Scope: Prolonged endoplasmic reticulum (ER) stress has lost the function of protein folding capacity and the ER accumulation of unfolded proteins that eventually triggers apoptosis. Oxysterols are emerging as contributing factors in atherogenesis known to involve macrophage apoptosis. This study determined the inhibitory effect of alpha-asarone present in purple perilla, on 7 beta-hydroxycholesterol-induced macrophage apoptosis, targeting against ER stress signaling pathway. Methods and results: J774A1 murine macrophages were exposed to 28 mu M 7 beta-hydroxycholesterol and treated with 1-10 mu M alpha-asarone. Macrophage apoptosis and ER stress were examined by and alpha-Asarone blocked 7 beta-hydroxycholesterol-induced DNA fragmentation and apoptosome formation. Immunoblotting showed that the oxysterol activated the ER transmembrane resident kinases of IRE1 alpha, PERK and ATF4 and triggered caspase-12 signaling cascades, which was reversed by alpha-asarone.

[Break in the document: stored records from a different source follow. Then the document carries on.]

impl PaginationCrawler {
    pub fn new(
        profile: SiteProfile,
        config: CrawlerConfig,
        options: CrawlOptions,
        client: reqwest::Client,
        storage: LocalStorage,
    ) -> Result<Self> {
        let acquirer = AttachmentAcquirer::new(client, &profile, &config)?;
        Ok(Self {
            extractor: ContentExtractor::new(profile.listing.clone(), profile.detail.clone()),
            resolver: DetailUrlResolver::new(&profile),
            acquirer,
            profile,
            config,
            options,
            storage,
            failures: Arc::new(LogFailureSink),
            registry: Arc::new(MemoryUrlRegistry::default()),
        })
    }

    pub fn with_failure_sink(mut self, sink: Arc<dyn FailureSink>) -> Self {
        self.failures = sink;
        self
    }

    pub fn with_url_registry(mut self, registry: Arc<dyn UrlRegistry>) -> Self {
        self.registry = registry;
        self
    }

    /// Run the crawl to completion.
    ///
    /// Only a failure to read the output directory is returned as an
    /// error; every stop condition ends in an `Ok` outcome.
    pub async fn run(&self, session: &mut dyn BrowserSession) -> Result<CrawlOutcome> {
        let existing = self.storage.scan().await?;
        let mut duplicates = existing.duplicate_index();
        if self.options.force && duplicates.persisted_len() > 0 {
            log::info!(
                "Force mode: {} existing folder(s) may be overwritten",
                duplicates.persisted_len()
            );
            duplicates.forget_persisted();
        }
        let mut state = CrawlState::new(self.options.start_page, existing.max_counter, duplicates);

        let batch_date = Local::now().date_naive().format("%Y-%m-%d").to_string();
        let mut outcome = CrawlOutcome::default();
        let mut url_records: Vec<UrlRecord> = Vec::new();
        let mut consecutive_errors: u32 = 0;

        console::header(&format!(
            "{} from page {} (cutoff: {})",
            self.profile.code,
            state.page,
            self.options
                .cutoff
                .threshold()
                .map_or_else(|| "none".to_string(), |d| d.to_string())
        ));

        'pages: loop {
            if self
                .config
                .max_pages
                .is_some_and(|max| outcome.pages_visited >= max)
            {
                outcome.stop_reason = Some(StopReason::MaxPages);
                break;
            }

            // FETCH_LIST
            let page_url = self
                .profile
                .pagination
                .page_url(&self.profile.list_url, state.page)?;
            let entries = match self.fetch_listing(session, &page_url).await {
                Ok(entries) => {
                    consecutive_errors = 0;
                    entries
                }
                Err(e) => {
                    consecutive_errors += 1;
                    log::warn!(
                        "Listing page {} failed ({}/{}): {}",
                        state.page,
                        consecutive_errors,
                        self.config.max_consecutive_errors,
                        e
                    );
                    if consecutive_errors >= self.config.max_consecutive_errors {
                        outcome.stop_reason = Some(StopReason::ConsecutiveErrors);
                        break;
                    }
                    tokio::time::sleep(self.config.retry_policy().backoff(consecutive_errors)).await;
                    continue;
                }
            };
            outcome.pages_visited += 1;
            console::step(state.page, &format!("{} entries", entries.len()));

            if entries.is_empty() {
                outcome.stop_reason = Some(StopReason::EmptyPage);
                break;
            }

            for entry in &entries {
                outcome.entries_seen += 1;

                // DATE_CHECK
                let list_date = dates::normalize(&entry.raw_date_text);
                if self.options.cutoff.is_stale(list_date) {
                    log::info!(
                        "Reached '{}' dated {}; stopping",
                        entry.title,
                        entry.raw_date_text
                    );
                    outcome.stop_reason = Some(StopReason::CutoffReached);
                    break 'pages;
                }

                // DUPLICATE_CHECK
                if state.duplicates.contains(&entry.title) {
                    log::debug!("Skipping duplicate '{}'", entry.title);
                    outcome.duplicates += 1;
                    continue;
                }
                state.duplicates.insert(&entry.title);

                match self
                    .process_entry(session, &mut state, &existing, entry, &page_url, list_date, &batch_date)
                    .await
                {
                    Ok(EntryOutcome::Persisted {
                        dir,
                        attachments_ok,
                        attachments_failed,
                    }) => {
                        outcome.persisted += 1;
                        outcome.attachments_ok += attachments_ok;
                        outcome.attachments_failed += attachments_failed;
                        console::sub_item(&format!("Saved {}", dir.display()));
                        outcome.folders.push(dir);
                    }
                    Ok(EntryOutcome::Stale) => {
                        log::info!("Detail date of '{}' is before the cutoff; stopping", entry.title);
                        outcome.stop_reason = Some(StopReason::CutoffReached);
                        break 'pages;
                    }
                    Ok(EntryOutcome::UrlRecorded(record)) => {
                        outcome.urls_recorded += 1;
                        url_records.push(record);
                    }
                    Ok(EntryOutcome::UrlSeen) => outcome.duplicates += 1,
                    Err(e) => {
                        outcome.failures += 1;
                        log::warn!("Failed '{}': {}", entry.title, e);
                        self.record_failure(entry, &page_url, &e);
                    }
                }

                tokio::time::sleep(self.config.request_delay()).await;
            }

            state.page += 1;
            tokio::time::sleep(self.config.page_delay()).await;
        }

        if self.options.urls_only && !url_records.is_empty() {
            let file_name = format!("urls_{batch_date}.json");
            match self.storage.write_json(&file_name, &url_records).await {
                Ok(path) => log::info!("Wrote {} URL(s) to {}", url_records.len(), path.display()),
                Err(e) => log::warn!("Could not write {}: {}", file_name, e),
            }
        }

        Ok(outcome)
    }

    async fn fetch_listing(
        &self,
        session: &mut dyn BrowserSession,
        page_url: &str,
    ) -> Result<Vec<ListingEntry>> {
        self.ensure_session(session).await?;
        let html = session
            .navigate(page_url, self.config.navigation_timeout())
            .await?;
        self.extractor.listing(&html)
    }

    #[allow(clippy::too_many_arguments)]
    async fn process_entry(
        &self,
        session: &mut dyn BrowserSession,
        state: &mut CrawlState,
        existing: &ExistingOutput,
        entry: &ListingEntry,
        page_url: &str,
        list_date: Option<AnnouncementDate>,
        batch_date: &str,
    ) -> Result<EntryOutcome> {
        self.ensure_session(session).await?;
        let detail_url = self
            .resolver
            .resolve(entry, session, page_url, self.config.navigation_timeout())
            .await?;

        if self.options.urls_only {
            let record = UrlRecord {
                site_code: self.profile.code.clone(),
                title: entry.title.clone(),
                list_url: page_url.to_string(),
                detail_url,
                list_date: list_date.map(|d| d.to_string()),
                batch_date: batch_date.to_string(),
            };
            if self.registry.contains(&record) {
                return Ok(EntryOutcome::UrlSeen);
            }
            self.registry.record(record.clone());
            return Ok(EntryOutcome::UrlRecorded(record));
        }

        // FETCH_DETAIL
        let detail = self.fetch_detail(session, &detail_url).await?;

        // DATE_RECHECK
        if self.options.cutoff.is_stale(detail.date) {
            return Ok(EntryOutcome::Stale);
        }

        // PERSIST
        let counter = match existing.counter_for(&entry.title) {
            Some(counter) if self.options.force => counter,
            _ => state.next_counter(),
        };
        let staged = self.storage.stage(counter, &entry.title).await?;
        let attachments = self
            .acquirer
            .acquire_all(&detail.attachments, &detail.url, session, &staged.attachments_dir())
            .await;
        let attachments_ok = attachments.iter().filter(|a| a.success).count();
        let attachments_failed = attachments.len() - attachments_ok;

        let mut document = AnnouncementDocument {
            title: entry.title.clone(),
            url: detail.url,
            date: detail.date.or(list_date),
            body: detail.body,
            attachments,
        };
        let dir = match self.storage.commit(&staged, &mut document).await {
            Ok(dir) => dir,
            Err(e) => {
                self.storage.discard(&staged).await;
                return Err(e);
            }
        };

        Ok(EntryOutcome::Persisted {
            dir,
            attachments_ok,
            attachments_failed,
        })
    }

    /// Navigate to a detail page, retrying transient failures.
    async fn fetch_detail(
        &self,
        session: &mut dyn BrowserSession,
        url: &str,
    ) -> Result<DetailContent> {
        let policy = self.config.retry_policy();
        let mut attempt = 0;
        loop {
            attempt += 1;
            self.ensure_session(session).await?;
            match self
                .extractor
                .extract(session, url, self.config.navigation_timeout())
                .await
            {
                Ok(detail) => return Ok(detail),
                Err(e) if e.is_retryable() && attempt < policy.max_attempts => {
                    let delay = policy.backoff(attempt);
                    log::warn!(
                        "Detail fetch failed (attempt {}/{}), retrying in {:?}: {}",
                        attempt,
                        policy.max_attempts,
                        delay,
                        e
                    );
                    tokio::time::sleep(delay).await;
                }
                Err(e) => return Err(e),
            }
        }
    }

    /// Reconnect a session that has gone away.
    async fn ensure_session(&self, session: &mut dyn BrowserSession) -> Result<()> {
        if session.is_connected() {
            return Ok(());
        }
        log::warn!("Browser session lost; reconnecting");
        session.reconnect().await
    }

    fn record_failure(&self, entry: &ListingEntry, page_url: &str, error: &AppError) {
        let detail_url = match error {
            AppError::Crawl { context, .. } if context.starts_with("http") => Some(context.clone()),
            _ => None,
        };
        self.failures.record(FailureRecord {
            site_code: self.profile.code.clone(),
            title: entry.title.clone(),
            url: page_url.to_string(),
            detail_url,
            error_type: error.kind().to_string(),
            error_message: error.to_string(),
        });
    }
}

Additionally, 7 beta-hydroxycholesterol activated TRAF2-ASK1-JNK1/2 complex following the IRE1 alpha activation, and alpha-asarone blunted such IRE1 alpha-mediated pathway. Real-time PCR and dual-luciferase reporter analyses revealed that alpha-asarone reduced transcriptional activation of ER stress-responsive genes including XBP1 and CHOP by 7 beta-hydroxycholesterol. Finally, alpha-asarone disturbed oxysterol-elicited signaling of PERK and ATF4 responsible for CHOP induction. Conclusion: alpha-Asarone blocked 7 beta-hydroxycholesterol-induced macrophage apoptosis through allaying ER stress-specific signaling involving caspase activation and CHOP induction. alpha-Asarone was an anti-atherosclerotic agent antagonizing ER stress-mediated macrophage apoptosis by 7 beta-hydroxycholesterol.